### WORK ITEM:
Look in the material below for the line with "extracted job postings." and the line with "falling back to", then set down exactly those two lines and all lines between, nothing more.

### GIVEN RECORDS:
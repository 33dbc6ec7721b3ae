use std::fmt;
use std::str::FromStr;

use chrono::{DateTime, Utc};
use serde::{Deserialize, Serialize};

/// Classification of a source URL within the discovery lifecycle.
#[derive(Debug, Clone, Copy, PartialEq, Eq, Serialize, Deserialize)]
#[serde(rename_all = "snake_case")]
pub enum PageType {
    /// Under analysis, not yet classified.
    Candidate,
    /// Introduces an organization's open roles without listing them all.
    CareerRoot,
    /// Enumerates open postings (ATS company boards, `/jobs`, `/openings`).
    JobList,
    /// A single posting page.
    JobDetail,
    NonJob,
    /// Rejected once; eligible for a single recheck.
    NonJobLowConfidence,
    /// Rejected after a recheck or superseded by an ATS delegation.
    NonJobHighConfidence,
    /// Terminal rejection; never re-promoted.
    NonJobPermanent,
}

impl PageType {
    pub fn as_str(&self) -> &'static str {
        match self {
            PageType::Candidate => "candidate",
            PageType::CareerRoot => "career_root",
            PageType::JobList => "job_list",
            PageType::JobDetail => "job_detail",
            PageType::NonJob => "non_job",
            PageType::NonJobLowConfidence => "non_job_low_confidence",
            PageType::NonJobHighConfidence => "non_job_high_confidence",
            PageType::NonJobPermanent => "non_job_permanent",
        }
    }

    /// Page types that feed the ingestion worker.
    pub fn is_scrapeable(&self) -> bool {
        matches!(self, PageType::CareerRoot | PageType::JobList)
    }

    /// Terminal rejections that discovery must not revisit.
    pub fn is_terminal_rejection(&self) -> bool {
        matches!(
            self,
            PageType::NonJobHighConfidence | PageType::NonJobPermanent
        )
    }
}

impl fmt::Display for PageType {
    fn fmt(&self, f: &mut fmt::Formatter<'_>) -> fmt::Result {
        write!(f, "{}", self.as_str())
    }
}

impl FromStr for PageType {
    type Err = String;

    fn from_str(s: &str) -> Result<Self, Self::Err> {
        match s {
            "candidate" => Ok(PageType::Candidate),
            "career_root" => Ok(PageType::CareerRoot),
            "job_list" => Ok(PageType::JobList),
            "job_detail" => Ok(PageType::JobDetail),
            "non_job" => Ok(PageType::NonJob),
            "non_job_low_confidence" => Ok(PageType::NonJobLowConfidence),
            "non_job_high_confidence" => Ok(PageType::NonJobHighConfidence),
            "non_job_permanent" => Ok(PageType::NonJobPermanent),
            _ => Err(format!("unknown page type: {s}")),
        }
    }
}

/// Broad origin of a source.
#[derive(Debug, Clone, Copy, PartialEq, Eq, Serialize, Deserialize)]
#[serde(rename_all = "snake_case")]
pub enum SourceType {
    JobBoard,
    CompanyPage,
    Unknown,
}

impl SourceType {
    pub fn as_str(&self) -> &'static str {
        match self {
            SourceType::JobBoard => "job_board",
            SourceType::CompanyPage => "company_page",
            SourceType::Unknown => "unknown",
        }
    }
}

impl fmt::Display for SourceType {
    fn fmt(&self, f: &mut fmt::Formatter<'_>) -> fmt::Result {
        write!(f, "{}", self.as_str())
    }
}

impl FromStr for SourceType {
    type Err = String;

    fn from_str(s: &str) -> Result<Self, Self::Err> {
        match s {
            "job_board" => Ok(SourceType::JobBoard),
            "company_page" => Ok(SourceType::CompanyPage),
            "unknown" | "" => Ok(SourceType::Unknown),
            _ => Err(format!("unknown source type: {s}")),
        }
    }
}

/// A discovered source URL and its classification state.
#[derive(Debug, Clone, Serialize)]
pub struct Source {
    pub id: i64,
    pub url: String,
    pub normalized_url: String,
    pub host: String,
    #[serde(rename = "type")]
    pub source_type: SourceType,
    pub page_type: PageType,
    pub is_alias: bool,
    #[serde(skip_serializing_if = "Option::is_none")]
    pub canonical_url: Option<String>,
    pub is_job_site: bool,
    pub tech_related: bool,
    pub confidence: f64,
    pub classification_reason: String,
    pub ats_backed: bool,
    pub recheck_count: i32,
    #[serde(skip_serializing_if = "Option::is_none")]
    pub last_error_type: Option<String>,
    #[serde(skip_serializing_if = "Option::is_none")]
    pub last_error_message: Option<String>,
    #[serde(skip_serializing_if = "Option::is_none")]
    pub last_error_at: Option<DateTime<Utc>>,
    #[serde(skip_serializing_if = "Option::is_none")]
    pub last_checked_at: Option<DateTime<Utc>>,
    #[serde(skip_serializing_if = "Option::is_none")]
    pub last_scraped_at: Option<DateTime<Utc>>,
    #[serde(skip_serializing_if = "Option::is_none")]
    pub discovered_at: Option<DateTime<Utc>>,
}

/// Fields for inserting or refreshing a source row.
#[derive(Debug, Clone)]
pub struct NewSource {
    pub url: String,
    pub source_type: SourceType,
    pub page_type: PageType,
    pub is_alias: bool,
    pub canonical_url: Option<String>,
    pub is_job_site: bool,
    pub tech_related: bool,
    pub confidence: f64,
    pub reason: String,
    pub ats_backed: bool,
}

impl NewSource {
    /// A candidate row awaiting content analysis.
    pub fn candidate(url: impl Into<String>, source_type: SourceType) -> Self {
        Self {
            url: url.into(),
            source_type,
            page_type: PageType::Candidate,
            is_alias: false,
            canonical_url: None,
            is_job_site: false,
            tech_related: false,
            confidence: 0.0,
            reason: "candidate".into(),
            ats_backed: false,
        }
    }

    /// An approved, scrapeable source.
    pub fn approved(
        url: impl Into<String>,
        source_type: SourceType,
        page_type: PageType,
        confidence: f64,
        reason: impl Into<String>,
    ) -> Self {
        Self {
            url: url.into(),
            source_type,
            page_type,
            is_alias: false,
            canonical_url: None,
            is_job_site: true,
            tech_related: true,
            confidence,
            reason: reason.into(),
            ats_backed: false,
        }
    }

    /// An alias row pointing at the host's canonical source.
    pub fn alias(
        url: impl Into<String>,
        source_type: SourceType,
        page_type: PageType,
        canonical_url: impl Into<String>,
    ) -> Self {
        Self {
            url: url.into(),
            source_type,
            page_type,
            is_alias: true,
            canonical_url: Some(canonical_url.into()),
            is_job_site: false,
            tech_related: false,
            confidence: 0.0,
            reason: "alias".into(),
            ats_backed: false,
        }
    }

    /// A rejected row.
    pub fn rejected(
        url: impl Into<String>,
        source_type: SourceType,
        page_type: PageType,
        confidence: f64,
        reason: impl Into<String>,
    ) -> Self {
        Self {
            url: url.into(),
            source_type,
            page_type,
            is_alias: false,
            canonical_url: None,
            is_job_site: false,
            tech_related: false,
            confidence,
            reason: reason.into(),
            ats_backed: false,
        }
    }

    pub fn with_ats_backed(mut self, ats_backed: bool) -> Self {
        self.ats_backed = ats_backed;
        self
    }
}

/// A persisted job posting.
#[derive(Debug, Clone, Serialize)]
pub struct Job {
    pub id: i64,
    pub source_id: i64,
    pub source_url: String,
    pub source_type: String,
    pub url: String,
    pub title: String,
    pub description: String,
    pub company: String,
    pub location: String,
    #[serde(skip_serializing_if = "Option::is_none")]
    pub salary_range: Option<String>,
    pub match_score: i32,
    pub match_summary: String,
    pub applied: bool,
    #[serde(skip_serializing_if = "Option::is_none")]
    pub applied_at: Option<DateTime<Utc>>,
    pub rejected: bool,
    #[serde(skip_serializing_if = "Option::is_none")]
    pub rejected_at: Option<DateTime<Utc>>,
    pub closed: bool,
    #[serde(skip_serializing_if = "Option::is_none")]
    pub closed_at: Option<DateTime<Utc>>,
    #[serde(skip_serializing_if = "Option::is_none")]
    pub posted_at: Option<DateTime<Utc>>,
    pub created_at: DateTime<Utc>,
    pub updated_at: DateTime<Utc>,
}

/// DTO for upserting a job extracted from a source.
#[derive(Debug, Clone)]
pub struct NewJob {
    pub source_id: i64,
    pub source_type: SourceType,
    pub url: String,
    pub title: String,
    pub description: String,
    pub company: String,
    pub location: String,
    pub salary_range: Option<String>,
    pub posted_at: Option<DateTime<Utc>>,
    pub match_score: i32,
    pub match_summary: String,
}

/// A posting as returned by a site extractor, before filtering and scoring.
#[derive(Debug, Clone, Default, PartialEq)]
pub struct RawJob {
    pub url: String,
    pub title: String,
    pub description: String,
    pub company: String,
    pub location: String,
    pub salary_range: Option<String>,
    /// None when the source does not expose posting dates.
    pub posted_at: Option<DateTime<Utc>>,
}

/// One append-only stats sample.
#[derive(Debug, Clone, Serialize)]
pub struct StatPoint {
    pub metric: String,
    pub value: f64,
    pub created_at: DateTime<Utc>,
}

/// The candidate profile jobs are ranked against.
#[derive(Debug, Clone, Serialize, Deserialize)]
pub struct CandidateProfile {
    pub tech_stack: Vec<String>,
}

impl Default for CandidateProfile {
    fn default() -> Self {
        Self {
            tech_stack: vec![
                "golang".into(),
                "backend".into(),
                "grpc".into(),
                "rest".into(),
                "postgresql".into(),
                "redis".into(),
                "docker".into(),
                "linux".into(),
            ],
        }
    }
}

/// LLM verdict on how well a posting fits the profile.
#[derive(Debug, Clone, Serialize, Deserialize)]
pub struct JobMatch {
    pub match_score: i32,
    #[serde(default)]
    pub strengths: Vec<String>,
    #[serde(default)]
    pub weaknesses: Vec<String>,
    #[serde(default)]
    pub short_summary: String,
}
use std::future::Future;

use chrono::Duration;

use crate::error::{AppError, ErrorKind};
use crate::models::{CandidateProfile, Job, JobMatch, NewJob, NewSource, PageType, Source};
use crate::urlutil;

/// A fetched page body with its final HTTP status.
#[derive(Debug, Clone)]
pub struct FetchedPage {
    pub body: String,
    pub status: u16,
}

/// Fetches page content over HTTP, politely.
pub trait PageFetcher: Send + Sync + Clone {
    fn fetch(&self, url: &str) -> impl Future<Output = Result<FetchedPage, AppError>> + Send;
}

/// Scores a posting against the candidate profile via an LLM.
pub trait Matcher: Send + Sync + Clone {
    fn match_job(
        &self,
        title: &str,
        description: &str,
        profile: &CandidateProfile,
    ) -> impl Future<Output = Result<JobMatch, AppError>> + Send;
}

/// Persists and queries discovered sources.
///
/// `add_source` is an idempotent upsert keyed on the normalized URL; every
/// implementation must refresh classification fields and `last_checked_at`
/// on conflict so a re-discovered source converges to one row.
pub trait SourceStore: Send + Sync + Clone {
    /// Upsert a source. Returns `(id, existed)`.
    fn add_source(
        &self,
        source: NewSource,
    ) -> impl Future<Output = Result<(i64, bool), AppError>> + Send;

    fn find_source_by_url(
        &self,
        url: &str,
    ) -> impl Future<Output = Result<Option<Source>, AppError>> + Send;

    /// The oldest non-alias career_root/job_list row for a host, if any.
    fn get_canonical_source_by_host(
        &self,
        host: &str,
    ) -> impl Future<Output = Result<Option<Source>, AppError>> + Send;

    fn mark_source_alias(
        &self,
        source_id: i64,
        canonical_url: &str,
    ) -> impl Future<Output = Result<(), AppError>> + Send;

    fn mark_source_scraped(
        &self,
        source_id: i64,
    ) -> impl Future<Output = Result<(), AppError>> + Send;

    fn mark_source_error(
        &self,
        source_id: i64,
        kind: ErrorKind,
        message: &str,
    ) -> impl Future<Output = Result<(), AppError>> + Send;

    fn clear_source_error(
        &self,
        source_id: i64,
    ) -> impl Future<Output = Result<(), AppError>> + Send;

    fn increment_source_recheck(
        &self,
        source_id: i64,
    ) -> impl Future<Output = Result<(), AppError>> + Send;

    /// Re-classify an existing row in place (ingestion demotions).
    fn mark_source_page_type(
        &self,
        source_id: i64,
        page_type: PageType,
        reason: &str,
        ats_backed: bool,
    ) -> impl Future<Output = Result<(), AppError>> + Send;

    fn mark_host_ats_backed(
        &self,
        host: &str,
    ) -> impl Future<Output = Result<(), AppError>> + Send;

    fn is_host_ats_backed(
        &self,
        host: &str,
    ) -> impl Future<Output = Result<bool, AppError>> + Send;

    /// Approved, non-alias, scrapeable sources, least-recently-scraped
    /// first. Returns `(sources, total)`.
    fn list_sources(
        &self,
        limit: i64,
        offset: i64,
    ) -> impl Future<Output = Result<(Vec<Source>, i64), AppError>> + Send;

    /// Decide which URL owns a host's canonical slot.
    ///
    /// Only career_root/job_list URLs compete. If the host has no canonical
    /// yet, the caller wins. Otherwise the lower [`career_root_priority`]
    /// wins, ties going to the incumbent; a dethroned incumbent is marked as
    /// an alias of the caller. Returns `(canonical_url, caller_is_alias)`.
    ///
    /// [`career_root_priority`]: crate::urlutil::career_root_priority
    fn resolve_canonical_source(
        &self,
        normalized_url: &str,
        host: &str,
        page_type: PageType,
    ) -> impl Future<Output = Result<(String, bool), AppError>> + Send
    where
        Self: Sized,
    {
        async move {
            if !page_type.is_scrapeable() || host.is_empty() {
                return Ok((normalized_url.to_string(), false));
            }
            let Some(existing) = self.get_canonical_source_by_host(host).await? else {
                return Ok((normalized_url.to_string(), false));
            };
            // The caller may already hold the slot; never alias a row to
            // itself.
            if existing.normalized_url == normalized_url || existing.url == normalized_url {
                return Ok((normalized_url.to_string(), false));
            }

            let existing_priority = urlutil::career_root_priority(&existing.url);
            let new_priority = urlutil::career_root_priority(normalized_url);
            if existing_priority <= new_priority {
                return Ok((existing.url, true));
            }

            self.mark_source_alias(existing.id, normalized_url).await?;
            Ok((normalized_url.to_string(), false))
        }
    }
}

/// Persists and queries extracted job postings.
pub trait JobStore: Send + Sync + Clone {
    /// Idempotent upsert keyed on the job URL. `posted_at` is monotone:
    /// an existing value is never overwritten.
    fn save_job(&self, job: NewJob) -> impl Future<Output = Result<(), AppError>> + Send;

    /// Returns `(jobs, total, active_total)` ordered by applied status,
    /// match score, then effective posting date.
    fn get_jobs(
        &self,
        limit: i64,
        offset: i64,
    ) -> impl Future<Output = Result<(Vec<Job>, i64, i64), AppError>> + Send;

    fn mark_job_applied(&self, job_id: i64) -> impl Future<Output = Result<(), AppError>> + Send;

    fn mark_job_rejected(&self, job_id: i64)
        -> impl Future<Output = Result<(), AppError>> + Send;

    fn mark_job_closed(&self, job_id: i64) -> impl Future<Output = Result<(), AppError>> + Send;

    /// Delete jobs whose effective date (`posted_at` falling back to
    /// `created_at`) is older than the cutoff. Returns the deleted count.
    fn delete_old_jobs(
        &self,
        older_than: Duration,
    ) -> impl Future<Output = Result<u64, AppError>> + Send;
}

### EXERCISE SOLUTION:
/// Persists and queries extracted job postings.
pub trait JobStore: Send + Sync + Clone {
    /// Idempotent upsert keyed on the job URL. `posted_at` is monotone:
    /// an existing value is never overwritten.
    fn save_job(&self, job: NewJob) -> impl Future<Output = Result<(), AppError>> + Send;

    /// Returns `(jobs, total, active_total)` ordered by applied status,
    /// match score, then effective posting date.
    fn get_jobs(
        &self,
        limit: i64,
        offset: i64,
    ) -> impl Future<Output = Result<(Vec<Job>, i64, i64), AppError>> + Send;

    fn mark_job_applied(&self, job_id: i64) -> impl Future<Output = Result<(), AppError>> + Send;

    fn mark_job_rejected(&self, job_id: i64)
        -> impl Future<Output = Result<(), AppError>> + Send;

    fn mark_job_closed(&self, job_id: i64) -> impl Future<Output = Result<(), AppError>> + Send;

    /// Delete jobs whose effective date (`posted_at` falling back to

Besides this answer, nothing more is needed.